■ To do: Check every line below, and copy those that include "utils".

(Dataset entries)
◇ ◇ ◇ ◇ ◇ ◇ ◇

use crate::core::monetary::{GENESIS_PREVIOUS_HASH, GENESIS_TIMESTAMP};
use crate::core::{ProofOfWork, Transaction};
use crate::error::Result;
use crate::utils::keys::bytes_hex;
use crate::utils::{current_timestamp, deserialize, serialize, sha256_hex};
use log::info;
use serde::{Deserialize, Serialize};

#[derive(Debug, Clone, PartialEq, Serialize, Deserialize)]
#[serde(rename_all = "camelCase")]
pub struct Block {
    index: u64,
    timestamp: i64,
    transactions: Vec<Transaction>,
    previous_hash: String,
    hash: String,
    nonce: u64,
    total_fees: f64,
    block_reward: f64,
    #[serde(default)]
    validator: Option<String>, // PoS producer address, None for PoW blocks
    #[serde(with = "bytes_hex", default)]
    validator_signature: Option<Vec<u8>>,
}

impl Block {
    /// Builds an unsealed block with nonce 0. It still needs either
    /// [`ProofOfWork::run`] or a validator signature before it is valid.
    pub fn new_block(
        index: u64,
        previous_hash: String,
        transactions: Vec<Transaction>,
        total_fees: f64,
        block_reward: f64,
    ) -> Result<Block> {
        let timestamp = if index == 0 {
            GENESIS_TIMESTAMP
        } else {
            current_timestamp()?
        };
        let mut block = Block {
            index,
            timestamp,
            transactions,
            previous_hash,
            hash: String::new(),
            nonce: 0,
            total_fees,
            block_reward,
            validator: None,
            validator_signature: None,
        };
        block.hash = block.calculate_hash();
        Ok(block)
    }

    /// Genesis is fully deterministic: fixed timestamp, no transactions, nonce search from 0.
    /// Nodes configured with the same difficulty always derive the same hash.
    pub fn generate_genesis_block(difficulty: usize) -> Block {
        let mut block = Block {
            index: 0,
            timestamp: GENESIS_TIMESTAMP,
            transactions: vec![],
            previous_hash: GENESIS_PREVIOUS_HASH.to_string(),
            hash: String::new(),
            nonce: 0,
            total_fees: 0.0,
            block_reward: 0.0,
            validator: None,
            validator_signature: None,
        };
        ProofOfWork::new_proof_of_work(difficulty).run(&mut block);
        info!("Generated genesis block {}", block.hash);
        block
    }

    pub fn hash_with_nonce(&self, nonce: u64) -> String {
        let mut data = format!("{}{}{}", self.index, self.previous_hash, self.timestamp);
        for tx in &self.transactions {
            data.push_str(tx.get_id());
        }
        data.push_str(&nonce.to_string());
        sha256_hex(&data)
    }

    pub fn calculate_hash(&self) -> String {
        self.hash_with_nonce(self.nonce)
    }

    pub fn has_valid_hash(&self) -> bool {
        self.hash == self.calculate_hash()
    }

    pub(crate) fn seal(&mut self, nonce: u64, hash: String) {
        self.nonce = nonce;
        self.hash = hash;
    }

    pub(crate) fn set_validator(&mut self, address: String, signature: Vec<u8>) {
        self.validator = Some(address);
        self.validator_signature = Some(signature);
    }

    pub fn is_proof_of_stake(&self) -> bool {
        self.validator.is_some()
    }

    pub fn deserialize(bytes: &[u8]) -> Result<Block> {
        deserialize::<Block>(bytes)
    }

    pub fn serialize(&self) -> Result<Vec<u8>> {
        serialize(self)
    }

    pub fn get_index(&self) -> u64 {
        self.index
    }

    pub fn get_timestamp(&self) -> i64 {
        self.timestamp
    }

    pub fn get_transactions(&self) -> &[Transaction] {
        self.transactions.as_slice()
    }

    pub fn get_previous_hash(&self) -> &str {
        self.previous_hash.as_str()
    }

    pub fn get_hash(&self) -> &str {
        self.hash.as_str()
    }

    pub fn get_nonce(&self) -> u64 {
        self.nonce
    }

    pub fn get_total_fees(&self) -> f64 {
        self.total_fees
    }

    pub fn get_block_reward(&self) -> f64 {
        self.block_reward
    }

    pub fn get_validator(&self) -> Option<&str> {
        self.validator.as_deref()
    }

    pub fn get_validator_signature(&self) -> Option<&[u8]> {
        self.validator_signature.as_deref()
    }
}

◇ ◇ ◇ ◇ ◇ ◇ ◇

■ Solution to this task:
use crate::utils::keys::bytes_hex;
use crate::utils::{current_timestamp, deserialize, serialize, sha256_hex};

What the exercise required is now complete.